_Stored records_
=== Section Start ===

//! Entity codecs: typed request and response bodies.
//!
//! An [`EntityCodec`] pairs a body decoder with the matching encoder so the
//! same description can sit on the request side of one route and the
//! response side of another. Bodies are buffered before decoding; a codec
//! sees the complete bytes.
//!
//! ```rust,ignore
//! #[derive(Serialize, Deserialize)]
//! struct CreateUser { name: String }
//!
//! let entity: EntityCodec<CreateUser> = EntityCodec::json();
//! ```

use std::fmt;
use std::sync::Arc;

use bytes::Bytes;
use serde::de::DeserializeOwned;
use serde::Serialize;
use thiserror::Error;

/// Why an entity failed to decode or encode.
#[derive(Debug, Clone, PartialEq, Eq, Error)]
pub enum EntityError {
    /// The body did not decode as the expected representation.
    #[error("invalid {content_type} entity: {detail}")]
    Invalid {
        content_type: &'static str,
        detail: String,
    },
    /// The value could not be rendered into a body.
    #[error("could not render {content_type} entity: {detail}")]
    Unrenderable {
        content_type: &'static str,
        detail: String,
    },
}

type EntityDecodeFn<T> = Arc<dyn Fn(&Bytes) -> Result<T, EntityError> + Send + Sync>;
type EntityEncodeFn<T> = Arc<dyn Fn(&T) -> Result<Bytes, EntityError> + Send + Sync>;

/// An invertible codec between a request/response body and a value of
/// type `T`.
pub struct EntityCodec<T> {
    content_type: Option<&'static str>,
    decode: EntityDecodeFn<T>,
    encode: EntityEncodeFn<T>,
}

impl<T> Clone for EntityCodec<T> {
    fn clone(&self) -> Self {
        Self {
            content_type: self.content_type,
            decode: self.decode.clone(),
            encode: self.encode.clone(),
        }
    }
}

impl<T> fmt::Debug for EntityCodec<T> {
    fn fmt(&self, f: &mut fmt::Formatter<'_>) -> fmt::Result {
        f.debug_struct("EntityCodec")
            .field("content_type", &self.content_type)
            .finish()
    }
}

impl<T: 'static> EntityCodec<T> {
    /// Builds an entity codec from a decode function and its inverse.
    ///
    /// `content_type` is sent on responses and shown in diagnostics;
    /// `None` means the entity has no representation, like `()`.
    pub fn new<D, E>(content_type: Option<&'static str>, decode: D, encode: E) -> Self
    where
        D: Fn(&Bytes) -> Result<T, EntityError> + Send + Sync + 'static,
        E: Fn(&T) -> Result<Bytes, EntityError> + Send + Sync + 'static,
    {
        Self {
            content_type,
            decode: Arc::new(decode),
            encode: Arc::new(encode),
        }
    }

    /// Decodes a complete body.
    pub fn decode(&self, body: &Bytes) -> Result<T, EntityError> {
        (self.decode)(body)
    }

    /// Renders a value into a complete body.
    pub fn encode(&self, value: &T) -> Result<Bytes, EntityError> {
        (self.encode)(value)
    }

    /// The content type this codec reads and writes, if any.
    pub fn content_type(&self) -> Option<&'static str> {
        self.content_type
    }
}

impl<T> EntityCodec<T>
where
    T: DeserializeOwned + Serialize + 'static,
{
    /// JSON in both directions via serde.
    pub fn json() -> Self {
        Self::new(
            Some("application/json"),
            |body: &Bytes| {
                serde_json::from_slice(body).map_err(|err| EntityError::Invalid {
                    content_type: "application/json",
                    detail: err.to_string(),
                })
            },
            |value: &T| {
                serde_json::to_vec(value).map(Bytes::from).map_err(|err| {
                    EntityError::Unrenderable {
                        content_type: "application/json",
                        detail: err.to_string(),
                    }
                })
            },
        )
    }

    /// URL-encoded form in both directions via serde.
    pub fn form() -> Self {
        Self::new(
            Some("application/x-www-form-urlencoded"),
            |body: &Bytes| {
                serde_urlencoded::from_bytes(body).map_err(|err| EntityError::Invalid {
                    content_type: "application/x-www-form-urlencoded",
                    detail: err.to_string(),
                })
            },
            |value: &T| {
                serde_urlencoded::to_string(value)
                    .map(|encoded| Bytes::from(encoded.into_bytes()))
                    .map_err(|err| EntityError::Unrenderable {
                        content_type: "application/x-www-form-urlencoded",
                        detail: err.to_string(),
                    })
            },
        )
    }
}

impl EntityCodec<()> {
    /// The unit entity: ignores any request body, writes none back.
    pub fn none() -> Self {
        Self::new(None, |_: &Bytes| Ok(()), |&()| Ok(Bytes::new()))
    }
}

impl Default for EntityCodec<()> {
    fn default() -> Self {
        Self::none()
    }
}

impl EntityCodec<String> {
    /// UTF-8 text in both directions.
    pub fn text() -> Self {
        Self::new(
            Some("text/plain; charset=utf-8"),
            |body: &Bytes| {
                std::str::from_utf8(body)
                    .map(str::to_owned)
                    .map_err(|err| EntityError::Invalid {
                        content_type: "text/plain; charset=utf-8",
                        detail: err.to_string(),
                    })
            },
            |value: &String| Ok(Bytes::from(value.clone().into_bytes())),
        )
    }

    /// Like [`text`](Self::text), served as `text/html`.
    pub fn html() -> Self {
        Self::new(
            Some("text/html; charset=utf-8"),
            |body: &Bytes| {
                std::str::from_utf8(body)
                    .map(str::to_owned)
                    .map_err(|err| EntityError::Invalid {
                        content_type: "text/html; charset=utf-8",
                        detail: err.to_string(),
                    })
            },
            |value: &String| Ok(Bytes::from(value.clone().into_bytes())),
        )
    }
}

impl EntityCodec<Bytes> {
    /// Raw bytes in both directions.
    pub fn bytes() -> Self {
        Self::new(
            Some("application/octet-stream"),
            |body: &Bytes| Ok(body.clone()),
            |value: &Bytes| Ok(value.clone()),
        )
    }
}

type SpecDecodeFn<E> = Arc<dyn Fn(&Bytes) -> Result<E, EntityError> + Send + Sync>;

/// The request-side entity slot, normalized to a capture tuple.
///
/// A unit entity contributes `()` to the request record and a typed entity
/// contributes `(T,)`, so entity captures concatenate with path and query
/// captures like any other matcher.
pub(crate) struct EntitySpec<E> {
    content_type: Option<&'static str>,
    decode: SpecDecodeFn<E>,
}

impl<E> Clone for EntitySpec<E> {
    fn clone(&self) -> Self {
        Self { content_type: self.content_type, decode: self.decode.clone() }
    }
}

impl EntitySpec<()> {
    pub(crate) fn none() -> Self {
        Self {
            content_type: None,
            decode: Arc::new(|_: &Bytes| Ok(())),
        }
    }
}

impl<T: 'static> EntitySpec<(T,)> {
    pub(crate) fn from_codec(codec: EntityCodec<T>) -> Self {
        Self {
            content_type: codec.content_type(),
            decode: Arc::new(move |body: &Bytes| codec.decode(body).map(|value| (value,))),
        }
    }
}

impl<E> EntitySpec<E> {
    pub(crate) fn decode(&self, body: &Bytes) -> Result<E, EntityError> {
        (self.decode)(body)
    }

    pub(crate) fn content_type(&self) -> Option<&'static str> {
        self.content_type
    }
}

=== Section End ===

_Exercise_
Wherever a line above contains "CreateUser", copy that line.

_Task solution_
//! struct CreateUser { name: String }
//! let entity: EntityCodec<CreateUser> = EntityCodec::json();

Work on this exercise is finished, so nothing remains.